Disturbances from the skin and subcutaneous tissues: often - a rash; infrequently itching; rarely - hives.
Disorders from the kidneys and urinary tract: rarely - hematuria, glucosuria.
General disorders and disorders at the site of administration: infrequently - phlebitis, pain at the injection site, fever; rarely - swelling, chills.
Impact on the results of laboratory and instrumental studies: infrequently - an increase in the concentration of creatinine in the blood.
Post-Business Monitoring
The side effects observed with the use of ceftriaxone in post-marketing period are described below. The definition of often observed side effects, as well as their association with the use of ceftriaxone, is not always possible, since it is impossible to establish the exact size of the patient population.
Disorders from the gastrointestinal tract: pancreatitis, stomatitis, glossitis, taste disorder.
Violations of the blood and lymphatic system: thrombocytosis, increased thromboplastin and prothrombin time, decreased prothrombin time, hemolytic anemia. Individual cases of agranulocytosis (<500 cells / μl) are described, most of them developed after 10 days of treatment and a cumulative dose of 20 g or more was used.
Immune system disorders: anaphylactic shock, hypersensitivity.
Disturbances from the skin and subcutaneous tissuesAcute generalized exanthematous pustulosis, individual cases of severe adverse reactions (exudative erythema multiforme, Stevens-Johnson syndrome, toxic epidermal necrolysis (Lyell's syndrome)).
Disturbances from the nervous system: convulsions.
Hearing disorders and labyrinthine disorders: Vertigo.
Infectious and parasitic diseases: superinfection.
The following undesirable reactions are also known: Formation of calcium salt precipitates ceftriaxone in the gallbladder with the appropriate symptoms, bilirubin encephalopathy, hyperbilirubinemia, oliguria, vaginitis, increased sweating, "flushing", hypersensitivity pneumonitis, nasal bleeding, jaundice, palpitations, serum sickness, and anaphylactic or anaphylactoid reactions.
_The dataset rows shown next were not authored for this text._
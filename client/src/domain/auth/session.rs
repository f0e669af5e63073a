//! Session aggregate combining tokens with the authenticated profile.

use std::time::Duration;

use chrono::{DateTime, Utc};

use super::{TokenPair, UserProfile};

/// A live authenticated session.
///
/// `expires_at` is derived from the access token's `exp` claim at
/// construction. It is `None` when the token payload is not decodable; the
/// guard and the session monitor both treat that as not trustworthy.
#[derive(Debug, Clone, PartialEq, Eq)]
pub struct Session {
    tokens: TokenPair,
    user: UserProfile,
    expires_at: Option<DateTime<Utc>>,
}

impl Session {
    /// Build a session from a token pair and profile.
    #[must_use]
    pub fn new(tokens: TokenPair, user: UserProfile) -> Self {
        let expires_at = tokens.access.expires_at();
        Self {
            tokens,
            user,
            expires_at,
        }
    }

    /// Current token pair.
    #[must_use]
    pub fn tokens(&self) -> &TokenPair {
        &self.tokens
    }

    /// Authenticated user profile.
    #[must_use]
    pub fn user(&self) -> &UserProfile {
        &self.user
    }

    /// Access token expiry, when the token payload was decodable.
    #[must_use]
    pub fn expires_at(&self) -> Option<DateTime<Utc>> {
        self.expires_at
    }

    /// Whether the access token has expired at `now`.
    ///
    /// An undecodable expiry reads as expired so callers fail closed.
    #[must_use]
    pub fn is_expired(&self, now: DateTime<Utc>) -> bool {
        match self.expires_at {
            Some(expires_at) => expires_at <= now,
            None => true,
        }
    }

    /// Whether the access token expires within `horizon` of `now`.
    #[must_use]
    pub fn expires_within(&self, now: DateTime<Utc>, horizon: Duration) -> bool {
        let Ok(horizon) = chrono::Duration::from_std(horizon) else {
            return true;
        };
        match self.expires_at {
            Some(expires_at) => expires_at <= now + horizon,
            None => true,
        }
    }

    /// Same profile with a freshly issued token pair.
    #[must_use]
    pub fn with_tokens(&self, tokens: TokenPair) -> Self {
        Self::new(tokens, self.user.clone())
    }

    /// Same tokens with an updated profile.
    #[must_use]
    pub(crate) fn with_user(&self, user: UserProfile) -> Self {
        Self {
            tokens: self.tokens.clone(),
            user,
            expires_at: self.expires_at,
        }
    }
}
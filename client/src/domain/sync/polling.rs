//! Polling fallback loop.
//!
//! Guarantees eventual freshness independent of the real-time channel: one
//! immediate fetch, then a fixed-interval re-fetch for as long as the handle
//! lives, plus an immediate fetch whenever the embedding UI signals that the
//! document became visible again. Interval and poke listener tear down
//! together, so nothing keeps firing after the owning view unmounts.

use std::sync::Arc;
use std::time::Duration;

use async_trait::async_trait;
use tokio::sync::{Notify, watch};
use tokio::task::JoinHandle;
use tracing::{debug, warn};

use crate::domain::error::ClientResult;

use super::{Sleeper, TokioSleeper};

/// Default interval between authoritative re-fetches.
const DEFAULT_POLL_INTERVAL: Duration = Duration::from_secs(30);

/// Polling tuning knobs.
#[derive(Debug, Clone, PartialEq, Eq)]
pub struct PollingSyncConfig {
    /// Delay between one settled fetch and the next.
    pub interval: Duration,
}

impl Default for PollingSyncConfig {
    fn default() -> Self {
        Self {
            interval: DEFAULT_POLL_INTERVAL,
        }
    }
}

/// Anything that can re-fetch its authoritative state.
#[async_trait]
pub trait PollTarget: Send + Sync {
    /// Short label for logging.
    fn name(&self) -> &'static str;

    /// Fetch the authoritative resource and reconcile local state.
    async fn poll(&self) -> ClientResult<()>;
}

/// Interval-driven poller for one target.
pub struct PollingSync {
    target: Arc<dyn PollTarget>,
    sleeper: Arc<dyn Sleeper>,
    config: PollingSyncConfig,
}

/// Handle scoping the poll loop to the owning view's lifetime.
pub struct PollingHandle {
    shutdown: watch::Sender<bool>,
    poke: Arc<Notify>,
    task: JoinHandle<()>,
}

impl PollingHandle {
    /// Trigger an immediate fetch, used when the document regains
    /// visibility.
    pub fn poke(&self) {
        self.poke.notify_one();
    }

    /// Request teardown.
    pub fn stop(&self) {
        let _ = self.shutdown.send(true);
    }

    /// Request teardown and wait for the loop to finish.
    pub async fn stopped(self) {
        let _ = self.shutdown.send(true);
        let _ = self.task.await;
    }
}

impl PollingSync {
    /// Build a poller with the default tokio sleeper.
    #[must_use]
    pub fn new(target: Arc<dyn PollTarget>, config: PollingSyncConfig) -> Self {
        Self::with_runtime(target, Arc::new(TokioSleeper), config)
    }

    /// Build a poller with an injected sleeper.
    #[must_use]
    pub fn with_runtime(
        target: Arc<dyn PollTarget>,
        sleeper: Arc<dyn Sleeper>,
        config: PollingSyncConfig,
    ) -> Self {
        Self {
            target,
            sleeper,
            config,
        }
    }

    /// Start the loop. The first fetch happens immediately.
    #[must_use]
    pub fn spawn(self) -> PollingHandle {
        let (shutdown, mut shutdown_rx) = watch::channel(false);
        let poke = Arc::new(Notify::new());
        let poke_rx = poke.clone();
        let task = tokio::spawn(async move {
            loop {
                if *shutdown_rx.borrow() {
                    break;
                }
                if let Err(error) = self.target.poll().await {
                    // Feed state carries the error for inline display; the
                    // loop itself keeps going.
                    warn!(feed = self.target.name(), error = %error, "poll failed");
                }

                let stop = tokio::select! {
                    () = self.sleeper.sleep(self.config.interval) => false,
                    () = poke_rx.notified() => {
                        debug!(feed = self.target.name(), "visibility poke; fetching now");
                        false
                    }
                    _ = shutdown_rx.changed() => true,
                };
                if stop {
                    break;
                }
            }
        });
        PollingHandle {
            shutdown,
            poke,
            task,
        }
    }
}

#[cfg(test)]
mod tests {
    //! Regression coverage for this module.
    use std::sync::atomic::{AtomicUsize, Ordering};
    use std::time::Duration;

    use tokio::sync::mpsc;
    use tokio::time::timeout;

    use crate::domain::error::Error;
    use crate::test_support::sync::{HangingSleeper, RecordingSleeper};

    use super::*;

    const WAIT: Duration = Duration::from_secs(5);

    struct CountingTarget {
        polls: AtomicUsize,
        signal: mpsc::UnboundedSender<usize>,
        fail: bool,
    }

    impl CountingTarget {
        fn new(signal: mpsc::UnboundedSender<usize>, fail: bool) -> Self {
            Self {
                polls: AtomicUsize::new(0),
                signal,
                fail,
            }
        }
    }

    #[async_trait]
    impl PollTarget for CountingTarget {
        fn name(&self) -> &'static str {
            "counting"
        }

        async fn poll(&self) -> ClientResult<()> {
            let count = self.polls.fetch_add(1, Ordering::SeqCst) + 1;
            let _ = self.signal.send(count);
            if self.fail {
                Err(Error::timeout("scripted poll failure"))
            } else {
                Ok(())
            }
        }
    }

    #[tokio::test]
    async fn polls_repeatedly_on_the_interval() {
        let (signal, mut polls) = mpsc::unbounded_channel();
        let target = Arc::new(CountingTarget::new(signal, false));
        let sleeper = Arc::new(RecordingSleeper::default());
        let handle = PollingSync::with_runtime(
            target,
            sleeper.clone(),
            PollingSyncConfig {
                interval: Duration::from_secs(30),
            },
        )
        .spawn();

        for expected in 1..=3_usize {
            let seen = timeout(WAIT, polls.recv())
                .await
                .expect("poll observed")
                .expect("signal open");
            assert_eq!(seen, expected);
        }
        handle.stopped().await;

        let recorded = sleeper.recorded();
        assert!(recorded.len() >= 2);
        assert!(recorded.iter().all(|delay| *delay == Duration::from_secs(30)));
    }

    #[tokio::test]
    async fn poll_failures_do_not_stop_the_loop() {
        let (signal, mut polls) = mpsc::unbounded_channel();
        let target = Arc::new(CountingTarget::new(signal, true));
        let handle = PollingSync::with_runtime(
            target,
            Arc::new(RecordingSleeper::default()),
            PollingSyncConfig::default(),
        )
        .spawn();

        for _ in 0..3 {
            timeout(WAIT, polls.recv())
                .await
                .expect("poll observed")
                .expect("signal open");
        }
        handle.stopped().await;
    }

    #[tokio::test]
    async fn poke_triggers_an_immediate_fetch() {
        let (signal, mut polls) = mpsc::unbounded_channel();
        let target = Arc::new(CountingTarget::new(signal, false));
        let handle = PollingSync::with_runtime(
            target,
            Arc::new(HangingSleeper),
            PollingSyncConfig::default(),
        )
        .spawn();

        // Initial fetch happens without any poke.
        let first = timeout(WAIT, polls.recv())
            .await
            .expect("poll observed")
            .expect("signal open");
        assert_eq!(first, 1);

        handle.poke();
        let second = timeout(WAIT, polls.recv())
            .await
            .expect("poll observed")
            .expect("signal open");
        assert_eq!(second, 2);

        handle.stopped().await;
    }

    #[tokio::test]
    async fn no_fetches_after_teardown() {
        let (signal, mut polls) = mpsc::unbounded_channel();
        let target = Arc::new(CountingTarget::new(signal, false));
        let handle = PollingSync::with_runtime(
            target.clone(),
            Arc::new(HangingSleeper),
            PollingSyncConfig::default(),
        )
        .spawn();

        timeout(WAIT, polls.recv())
            .await
            .expect("poll observed")
            .expect("signal open");
        handle.stopped().await;

        let settled = target.polls.load(Ordering::SeqCst);
        tokio::task::yield_now().await;
        assert_eq!(target.polls.load(Ordering::SeqCst), settled);
        assert!(polls.try_recv().is_err());
    }
}
//! Bearer token newtypes and unverified claim extraction.
//!
//! The client never validates token signatures. It only decodes the payload
//! segment of the access token to learn the expiry instant and subject, the
//! same way the embedding UI derives `expiresAt` from its stored token.

use std::fmt;

use base64::Engine;
use base64::engine::general_purpose::URL_SAFE_NO_PAD;
use chrono::{DateTime, Utc};
use serde::Deserialize;
use zeroize::Zeroizing;

/// Errors raised while constructing or decoding tokens.
#[derive(Debug, Clone, PartialEq, Eq, thiserror::Error)]
pub enum TokenError {
    /// The raw token string was empty or whitespace.
    #[error("token must not be empty")]
    Empty,
    /// The token payload could not be decoded as a JWT claim set.
    #[error("token payload is not decodable: {message}")]
    Malformed {
        /// Decoder failure detail.
        message: String,
    },
}

impl TokenError {
    pub(crate) fn malformed(message: impl Into<String>) -> Self {
        Self::Malformed {
            message: message.into(),
        }
    }
}

/// Claims the client reads from the access token payload.
#[derive(Debug, Clone, PartialEq, Eq, Default, Deserialize)]
pub struct TokenClaims {
    /// Subject, the backend's user identifier.
    #[serde(default)]
    pub sub: Option<String>,
    /// Expiry as seconds since the Unix epoch.
    #[serde(default)]
    pub exp: Option<i64>,
}

/// Short-lived bearer credential authorising API calls.
#[derive(Debug, Clone, PartialEq, Eq)]
pub struct AccessToken(String);

impl AccessToken {
    /// Validate and wrap a raw access token string.
    pub fn new(raw: impl Into<String>) -> Result<Self, TokenError> {
        let raw = raw.into();
        if raw.trim().is_empty() {
            return Err(TokenError::Empty);
        }
        Ok(Self(raw))
    }

    /// Raw token string for the `Authorization` header.
    #[must_use]
    pub fn as_str(&self) -> &str {
        self.0.as_str()
    }

    /// Decode the unverified claim set from the payload segment.
    ///
    /// # Errors
    ///
    /// Returns [`TokenError::Malformed`] when the token is not shaped like a
    /// JWT or the payload is not valid base64url JSON.
    pub fn claims(&self) -> Result<TokenClaims, TokenError> {
        let payload = self
            .0
            .split('.')
            .nth(1)
            .ok_or_else(|| TokenError::malformed("missing payload segment"))?;
        let bytes = URL_SAFE_NO_PAD
            .decode(payload)
            .map_err(|error| TokenError::malformed(format!("invalid base64url: {error}")))?;
        serde_json::from_slice(&bytes)
            .map_err(|error| TokenError::malformed(format!("invalid claim JSON: {error}")))
    }

    /// Expiry instant from the `exp` claim, when present and decodable.
    #[must_use]
    pub fn expires_at(&self) -> Option<DateTime<Utc>> {
        let claims = self.claims().ok()?;
        claims.exp.and_then(|exp| DateTime::from_timestamp(exp, 0))
    }

    /// Subject claim, when present and decodable.
    #[must_use]
    pub fn subject(&self) -> Option<String> {
        self.claims().ok().and_then(|claims| claims.sub)
    }
}

impl fmt::Display for AccessToken {
    fn fmt(&self, f: &mut fmt::Formatter<'_>) -> fmt::Result {
        f.write_str(self.as_str())
    }
}

/// Longer-lived credential used to obtain a new access token.
///
/// The raw string is zeroised on drop.
#[derive(Debug, Clone, PartialEq, Eq)]
pub struct RefreshToken(Zeroizing<String>);

impl RefreshToken {
    /// Validate and wrap a raw refresh token string.
    pub fn new(raw: impl Into<String>) -> Result<Self, TokenError> {
        let raw = raw.into();
        if raw.trim().is_empty() {
            return Err(TokenError::Empty);
        }
        Ok(Self(Zeroizing::new(raw)))
    }

    /// Raw token string sent to the refresh endpoint.
    #[must_use]
    pub fn as_str(&self) -> &str {
        self.0.as_str()
    }
}

/// Access/refresh token pair as returned by the auth endpoints.
#[derive(Debug, Clone, PartialEq, Eq)]
pub struct TokenPair {
    /// Bearer credential for API calls.
    pub access: AccessToken,
    /// Credential for silent renewal.
    pub refresh: RefreshToken,
}

impl TokenPair {
    /// Build a pair from raw strings, validating both.
    pub fn from_raw(
        access: impl Into<String>,
        refresh: impl Into<String>,
    ) -> Result<Self, TokenError> {
        Ok(Self {
            access: AccessToken::new(access)?,
            refresh: RefreshToken::new(refresh)?,
        })
    }
}
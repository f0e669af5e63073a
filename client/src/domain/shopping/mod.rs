//! Optimistic cart and favorites state.
//!
//! Every mutation applies locally first, awaits the server, and then either
//! confirms or reverts. Settled state always reflects server-confirmed
//! truth; nothing here is fire-and-forget.

mod cart;
mod favorites;

pub use self::cart::{Cart, CartItem};
pub use self::favorites::Favorites;

use crate::domain::error::Error;

/// Outcome of one optimistic mutation after the server call settled.
#[derive(Debug, Clone, PartialEq, Eq)]
pub enum MutationOutcome {
    /// The server confirmed the optimistic state.
    Confirmed,
    /// The server call failed; the optimistic state was rolled back and the
    /// error should be surfaced (toast or inline).
    Reverted(Error),
}

impl MutationOutcome {
    /// Whether the mutation was confirmed.
    #[must_use]
    pub fn is_confirmed(&self) -> bool {
        matches!(self, Self::Confirmed)
    }
}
Some fatal cases of precipitates formation in the lungs and kidneys have been described based on the results of an autopsy study in newborns receiving ceftriaxone and calcium-containing solutions.In some cases, one venous access was used, and the formation of precipitates was observed directly in the system for intravenous administration. Also, at least one fatal case with different venous accesses and at different times of drug administration ceftriaxone and calcium-containing solutions. At the same time, according to the results of the autopsy study, no precipitates were found in this newborn. Similar cases were observed only in newborns.
Cases of formation of ceftriaxone precipitates in the urinary tract were recorded, mainly in children who received either large daily doses of the drug (> 80 mg / kg / day) or cumulative doses greater than 10 g, and who had additional risk factors (dehydration, bed rest) . The formation of precipitates in the kidneys can be asymptomatic or manifest clinically, can lead to ureteral obstruction and postrenal acute renal failure. This undesirable phenomenon is reversible and disappears after cessation of ceftriaxone therapy.
General disorders and disorders at the site of administration: phlebitis after intravenous administration. It can be avoided by injecting the drug slowly for 5 minutes, preferably in a large vein.
Intramuscular injection without lidocaine is painful.
Impact on the results of laboratory and instrumental studies: in the treatment of ceftriaxone, false positive results of Coombs test may be noted in patients. Like other antibiotics, ceftriaxone can give a false positive test result for galactosemia. False positive results can be obtained in the determination of glucose in urine by non-enzyme methods, therefore, during therapy with the drug Ceftriaxone Glucosuria, if necessary, should be determined only by the enzyme method.
Ceftriaxone may cause an unreliable decrease in the glycemic index obtained with some blood glucose monitoring devices. Refer to the instruction manual for the device you are using. If necessary, alternative methods for determining blood glucose should be used.